**REQUIRED WORK:** From the records below, set down exactly the lines starting with the line that contains "let ba = tree.local_next(b)[0];" and going on through the line that contains "for &child in". Nothing else is wanted.

RECORDS SUPPLIED Block Start

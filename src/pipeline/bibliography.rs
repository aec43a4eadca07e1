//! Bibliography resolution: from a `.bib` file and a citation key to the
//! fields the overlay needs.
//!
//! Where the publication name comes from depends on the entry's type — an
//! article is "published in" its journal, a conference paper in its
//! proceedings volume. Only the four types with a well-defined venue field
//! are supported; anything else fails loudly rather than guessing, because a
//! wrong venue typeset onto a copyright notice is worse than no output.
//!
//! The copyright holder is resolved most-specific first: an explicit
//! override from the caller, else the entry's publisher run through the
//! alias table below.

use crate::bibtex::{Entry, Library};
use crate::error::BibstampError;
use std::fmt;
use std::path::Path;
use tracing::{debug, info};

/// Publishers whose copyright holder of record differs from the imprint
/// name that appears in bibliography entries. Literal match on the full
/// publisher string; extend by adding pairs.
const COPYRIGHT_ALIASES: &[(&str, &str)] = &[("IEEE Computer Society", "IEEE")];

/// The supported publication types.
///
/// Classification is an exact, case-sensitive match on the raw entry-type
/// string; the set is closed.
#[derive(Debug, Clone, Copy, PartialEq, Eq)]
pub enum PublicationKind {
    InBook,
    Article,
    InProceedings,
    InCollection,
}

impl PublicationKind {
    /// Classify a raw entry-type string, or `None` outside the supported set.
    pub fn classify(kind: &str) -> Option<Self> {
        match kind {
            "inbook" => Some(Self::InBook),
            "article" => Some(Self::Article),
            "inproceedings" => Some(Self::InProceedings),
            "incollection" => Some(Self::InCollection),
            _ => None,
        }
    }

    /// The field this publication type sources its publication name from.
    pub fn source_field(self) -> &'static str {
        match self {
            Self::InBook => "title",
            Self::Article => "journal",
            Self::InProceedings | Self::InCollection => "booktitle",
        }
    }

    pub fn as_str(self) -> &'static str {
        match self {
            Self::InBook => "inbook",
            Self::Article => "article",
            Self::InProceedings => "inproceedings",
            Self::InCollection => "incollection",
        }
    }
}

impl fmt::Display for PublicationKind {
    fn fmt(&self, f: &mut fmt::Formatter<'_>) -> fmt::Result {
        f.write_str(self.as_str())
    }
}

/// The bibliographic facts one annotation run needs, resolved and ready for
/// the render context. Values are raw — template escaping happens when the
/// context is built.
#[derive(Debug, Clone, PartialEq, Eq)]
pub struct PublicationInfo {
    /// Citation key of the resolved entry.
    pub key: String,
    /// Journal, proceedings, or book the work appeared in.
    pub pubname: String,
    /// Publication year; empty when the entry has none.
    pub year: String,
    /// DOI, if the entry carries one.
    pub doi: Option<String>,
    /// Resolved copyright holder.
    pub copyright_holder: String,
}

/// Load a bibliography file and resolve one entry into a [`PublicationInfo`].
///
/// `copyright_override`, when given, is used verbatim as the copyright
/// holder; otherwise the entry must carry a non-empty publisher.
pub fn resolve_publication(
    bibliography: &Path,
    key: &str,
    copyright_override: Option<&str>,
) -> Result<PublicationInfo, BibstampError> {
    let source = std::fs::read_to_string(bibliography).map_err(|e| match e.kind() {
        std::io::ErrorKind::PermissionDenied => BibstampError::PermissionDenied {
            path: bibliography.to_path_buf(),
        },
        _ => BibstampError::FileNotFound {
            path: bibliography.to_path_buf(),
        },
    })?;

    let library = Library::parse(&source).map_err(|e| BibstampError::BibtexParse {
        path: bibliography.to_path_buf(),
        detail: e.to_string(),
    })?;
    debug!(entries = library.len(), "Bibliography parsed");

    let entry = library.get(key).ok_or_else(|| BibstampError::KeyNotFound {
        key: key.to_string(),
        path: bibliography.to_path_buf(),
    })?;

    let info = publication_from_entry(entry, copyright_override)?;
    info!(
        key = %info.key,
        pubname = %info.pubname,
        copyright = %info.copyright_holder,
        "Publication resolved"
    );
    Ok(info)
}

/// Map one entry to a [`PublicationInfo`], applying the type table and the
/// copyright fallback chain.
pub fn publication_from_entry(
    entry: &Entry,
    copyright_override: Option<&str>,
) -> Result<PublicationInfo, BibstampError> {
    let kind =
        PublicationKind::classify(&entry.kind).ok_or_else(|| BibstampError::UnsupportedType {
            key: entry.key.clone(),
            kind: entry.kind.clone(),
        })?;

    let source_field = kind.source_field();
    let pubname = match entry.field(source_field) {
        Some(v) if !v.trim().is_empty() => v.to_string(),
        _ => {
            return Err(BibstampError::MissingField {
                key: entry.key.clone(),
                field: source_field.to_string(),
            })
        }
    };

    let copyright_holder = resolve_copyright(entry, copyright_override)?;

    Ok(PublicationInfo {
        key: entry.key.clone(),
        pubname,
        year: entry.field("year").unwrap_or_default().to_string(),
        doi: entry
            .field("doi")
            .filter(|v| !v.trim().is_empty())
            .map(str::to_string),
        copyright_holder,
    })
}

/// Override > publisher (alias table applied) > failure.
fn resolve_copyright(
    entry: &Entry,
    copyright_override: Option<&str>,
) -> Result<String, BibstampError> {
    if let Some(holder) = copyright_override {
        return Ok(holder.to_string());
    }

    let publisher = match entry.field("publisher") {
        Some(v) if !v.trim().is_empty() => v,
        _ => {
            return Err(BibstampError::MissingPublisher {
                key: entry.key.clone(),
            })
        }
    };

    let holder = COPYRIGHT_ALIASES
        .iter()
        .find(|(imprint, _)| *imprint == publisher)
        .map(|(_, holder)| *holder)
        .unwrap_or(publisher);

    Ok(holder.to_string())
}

RECORDS SUPPLIED Block End
RECORDS SUPPLIED Block Start

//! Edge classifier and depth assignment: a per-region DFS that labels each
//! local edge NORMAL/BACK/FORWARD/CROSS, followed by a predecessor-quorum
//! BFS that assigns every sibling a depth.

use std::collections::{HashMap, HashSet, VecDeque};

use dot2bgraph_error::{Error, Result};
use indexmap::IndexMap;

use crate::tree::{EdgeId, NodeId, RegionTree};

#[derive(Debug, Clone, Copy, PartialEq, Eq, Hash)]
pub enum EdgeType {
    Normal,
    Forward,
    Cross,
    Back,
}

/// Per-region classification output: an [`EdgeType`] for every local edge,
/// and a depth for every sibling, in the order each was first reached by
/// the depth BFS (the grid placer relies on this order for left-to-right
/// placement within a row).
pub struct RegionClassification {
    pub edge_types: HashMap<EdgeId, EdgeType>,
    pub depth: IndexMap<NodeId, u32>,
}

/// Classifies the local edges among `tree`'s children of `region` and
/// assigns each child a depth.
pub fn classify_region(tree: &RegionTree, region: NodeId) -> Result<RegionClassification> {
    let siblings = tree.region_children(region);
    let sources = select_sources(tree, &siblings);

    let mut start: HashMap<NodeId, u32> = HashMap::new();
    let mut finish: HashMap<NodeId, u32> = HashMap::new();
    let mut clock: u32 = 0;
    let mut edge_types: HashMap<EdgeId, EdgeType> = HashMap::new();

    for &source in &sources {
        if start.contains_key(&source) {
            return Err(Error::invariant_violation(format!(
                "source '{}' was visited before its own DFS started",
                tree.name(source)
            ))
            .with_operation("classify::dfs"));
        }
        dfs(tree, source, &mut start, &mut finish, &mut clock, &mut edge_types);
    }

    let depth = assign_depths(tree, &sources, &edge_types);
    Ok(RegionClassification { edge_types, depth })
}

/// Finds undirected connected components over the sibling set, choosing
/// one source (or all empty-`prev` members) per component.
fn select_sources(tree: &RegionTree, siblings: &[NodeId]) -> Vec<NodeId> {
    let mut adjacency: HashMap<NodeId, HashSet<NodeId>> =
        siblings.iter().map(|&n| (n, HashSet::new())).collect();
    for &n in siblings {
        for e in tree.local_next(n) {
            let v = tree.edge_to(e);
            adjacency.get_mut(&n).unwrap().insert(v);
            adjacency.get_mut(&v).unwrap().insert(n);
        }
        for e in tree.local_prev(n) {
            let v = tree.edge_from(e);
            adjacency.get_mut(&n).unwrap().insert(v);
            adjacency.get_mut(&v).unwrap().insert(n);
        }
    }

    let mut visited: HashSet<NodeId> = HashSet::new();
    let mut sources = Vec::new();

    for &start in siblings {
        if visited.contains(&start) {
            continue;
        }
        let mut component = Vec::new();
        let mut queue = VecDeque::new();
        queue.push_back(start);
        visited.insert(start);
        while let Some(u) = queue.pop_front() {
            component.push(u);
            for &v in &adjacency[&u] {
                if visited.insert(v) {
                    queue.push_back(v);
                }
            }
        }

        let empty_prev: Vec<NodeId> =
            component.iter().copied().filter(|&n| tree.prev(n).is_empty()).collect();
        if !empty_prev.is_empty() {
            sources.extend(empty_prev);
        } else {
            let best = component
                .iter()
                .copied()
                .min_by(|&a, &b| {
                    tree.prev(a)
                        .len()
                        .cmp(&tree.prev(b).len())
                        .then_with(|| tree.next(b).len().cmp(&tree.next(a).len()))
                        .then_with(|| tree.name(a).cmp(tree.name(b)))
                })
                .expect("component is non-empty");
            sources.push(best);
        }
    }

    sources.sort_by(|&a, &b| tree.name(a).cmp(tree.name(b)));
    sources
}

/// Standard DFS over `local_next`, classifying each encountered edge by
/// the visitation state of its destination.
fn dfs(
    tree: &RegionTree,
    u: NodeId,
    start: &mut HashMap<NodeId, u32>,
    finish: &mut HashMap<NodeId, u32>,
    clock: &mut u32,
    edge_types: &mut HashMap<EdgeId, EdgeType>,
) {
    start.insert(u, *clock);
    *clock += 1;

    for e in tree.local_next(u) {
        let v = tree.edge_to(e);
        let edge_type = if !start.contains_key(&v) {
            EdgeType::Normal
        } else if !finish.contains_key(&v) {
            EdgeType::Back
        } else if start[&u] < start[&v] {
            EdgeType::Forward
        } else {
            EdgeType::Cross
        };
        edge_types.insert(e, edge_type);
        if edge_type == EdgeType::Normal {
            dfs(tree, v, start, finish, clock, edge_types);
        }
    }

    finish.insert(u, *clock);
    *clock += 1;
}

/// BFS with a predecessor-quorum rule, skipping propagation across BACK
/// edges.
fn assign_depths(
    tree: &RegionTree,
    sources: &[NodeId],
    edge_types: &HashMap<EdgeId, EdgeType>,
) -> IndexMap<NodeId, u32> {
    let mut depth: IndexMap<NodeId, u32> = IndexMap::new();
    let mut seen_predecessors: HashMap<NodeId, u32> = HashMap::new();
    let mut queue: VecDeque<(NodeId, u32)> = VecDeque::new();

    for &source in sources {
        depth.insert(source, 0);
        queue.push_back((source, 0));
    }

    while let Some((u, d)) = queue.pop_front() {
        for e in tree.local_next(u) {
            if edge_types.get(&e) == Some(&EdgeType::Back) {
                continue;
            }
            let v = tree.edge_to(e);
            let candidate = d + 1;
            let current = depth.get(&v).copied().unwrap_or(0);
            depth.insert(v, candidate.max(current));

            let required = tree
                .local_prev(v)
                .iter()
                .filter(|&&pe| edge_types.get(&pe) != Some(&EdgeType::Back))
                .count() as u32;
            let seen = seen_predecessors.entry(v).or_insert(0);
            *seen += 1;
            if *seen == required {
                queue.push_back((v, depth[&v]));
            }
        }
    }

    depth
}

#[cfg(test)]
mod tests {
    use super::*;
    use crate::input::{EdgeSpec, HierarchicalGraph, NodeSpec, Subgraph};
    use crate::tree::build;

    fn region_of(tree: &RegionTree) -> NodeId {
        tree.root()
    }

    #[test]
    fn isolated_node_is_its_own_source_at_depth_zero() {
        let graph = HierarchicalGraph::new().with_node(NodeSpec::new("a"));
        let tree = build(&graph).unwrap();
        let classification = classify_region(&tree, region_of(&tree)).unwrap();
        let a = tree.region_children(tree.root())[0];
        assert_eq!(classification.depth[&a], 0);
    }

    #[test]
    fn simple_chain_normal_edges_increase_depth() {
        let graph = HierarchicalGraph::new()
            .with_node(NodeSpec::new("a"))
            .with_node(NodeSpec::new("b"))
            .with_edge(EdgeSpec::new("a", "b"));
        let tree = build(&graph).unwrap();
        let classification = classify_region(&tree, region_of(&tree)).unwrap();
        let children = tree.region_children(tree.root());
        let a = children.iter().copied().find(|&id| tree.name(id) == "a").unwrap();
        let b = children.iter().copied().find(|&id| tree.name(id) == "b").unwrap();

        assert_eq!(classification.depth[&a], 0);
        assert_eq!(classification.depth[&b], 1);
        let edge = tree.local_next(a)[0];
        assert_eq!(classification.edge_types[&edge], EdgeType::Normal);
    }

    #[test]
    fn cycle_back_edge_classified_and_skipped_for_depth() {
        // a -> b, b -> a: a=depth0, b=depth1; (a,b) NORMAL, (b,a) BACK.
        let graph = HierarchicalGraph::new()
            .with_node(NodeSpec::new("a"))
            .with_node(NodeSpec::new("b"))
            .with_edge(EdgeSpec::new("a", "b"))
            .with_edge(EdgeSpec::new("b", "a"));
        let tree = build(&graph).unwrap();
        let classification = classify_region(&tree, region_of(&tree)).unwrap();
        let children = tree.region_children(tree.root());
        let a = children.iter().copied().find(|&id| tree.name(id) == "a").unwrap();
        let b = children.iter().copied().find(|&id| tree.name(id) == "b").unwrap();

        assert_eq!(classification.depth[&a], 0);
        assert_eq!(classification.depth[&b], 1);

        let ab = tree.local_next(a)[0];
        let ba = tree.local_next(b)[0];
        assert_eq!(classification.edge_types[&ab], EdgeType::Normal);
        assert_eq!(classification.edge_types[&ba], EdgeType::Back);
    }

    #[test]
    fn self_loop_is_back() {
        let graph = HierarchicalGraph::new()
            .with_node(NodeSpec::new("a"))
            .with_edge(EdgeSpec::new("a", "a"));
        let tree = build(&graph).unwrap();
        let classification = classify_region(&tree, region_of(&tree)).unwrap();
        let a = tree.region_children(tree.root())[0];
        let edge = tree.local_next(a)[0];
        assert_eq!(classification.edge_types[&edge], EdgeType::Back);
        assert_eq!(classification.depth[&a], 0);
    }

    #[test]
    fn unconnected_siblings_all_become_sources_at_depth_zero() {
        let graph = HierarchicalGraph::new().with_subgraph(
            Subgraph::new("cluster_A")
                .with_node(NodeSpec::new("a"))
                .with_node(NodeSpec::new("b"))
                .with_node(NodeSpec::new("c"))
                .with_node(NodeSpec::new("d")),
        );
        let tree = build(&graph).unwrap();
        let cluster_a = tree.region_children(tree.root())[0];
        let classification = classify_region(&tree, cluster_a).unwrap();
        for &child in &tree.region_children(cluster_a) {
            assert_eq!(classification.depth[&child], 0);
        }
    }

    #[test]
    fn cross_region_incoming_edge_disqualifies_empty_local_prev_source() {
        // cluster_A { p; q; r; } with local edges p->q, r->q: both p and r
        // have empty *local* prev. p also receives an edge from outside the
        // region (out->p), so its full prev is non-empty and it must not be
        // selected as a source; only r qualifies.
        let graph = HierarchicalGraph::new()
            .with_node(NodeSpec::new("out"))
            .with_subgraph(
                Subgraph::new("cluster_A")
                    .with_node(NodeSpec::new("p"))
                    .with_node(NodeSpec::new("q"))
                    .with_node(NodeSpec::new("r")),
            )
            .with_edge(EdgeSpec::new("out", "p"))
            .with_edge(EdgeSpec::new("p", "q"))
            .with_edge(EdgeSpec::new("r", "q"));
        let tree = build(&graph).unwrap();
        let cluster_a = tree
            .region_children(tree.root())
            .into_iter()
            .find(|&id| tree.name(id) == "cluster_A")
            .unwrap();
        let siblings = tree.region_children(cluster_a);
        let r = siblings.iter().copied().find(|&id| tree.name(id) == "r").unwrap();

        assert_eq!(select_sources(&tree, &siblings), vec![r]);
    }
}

RECORDS SUPPLIED Block End

**RESPONSE TO THIS EXERCISE:**
        let ba = tree.local_next(b)[0];
        assert_eq!(classification.edge_types[&ab], EdgeType::Normal);
        assert_eq!(classification.edge_types[&ba], EdgeType::Back);
    }

    #[test]
    fn self_loop_is_back() {
        let graph = HierarchicalGraph::new()
            .with_node(NodeSpec::new("a"))
            .with_edge(EdgeSpec::new("a", "a"));
        let tree = build(&graph).unwrap();
        let classification = classify_region(&tree, region_of(&tree)).unwrap();
        let a = tree.region_children(tree.root())[0];
        let edge = tree.local_next(a)[0];
        assert_eq!(classification.edge_types[&edge], EdgeType::Back);
        assert_eq!(classification.depth[&a], 0);
    }

    #[test]
    fn unconnected_siblings_all_become_sources_at_depth_zero() {
        let graph = HierarchicalGraph::new().with_subgraph(
            Subgraph::new("cluster_A")
                .with_node(NodeSpec::new("a"))
                .with_node(NodeSpec::new("b"))
                .with_node(NodeSpec::new("c"))
                .with_node(NodeSpec::new("d")),
        );
        let tree = build(&graph).unwrap();
        let cluster_a = tree.region_children(tree.root())[0];
        let classification = classify_region(&tree, cluster_a).unwrap();
        for &child in &tree.region_children(cluster_a) {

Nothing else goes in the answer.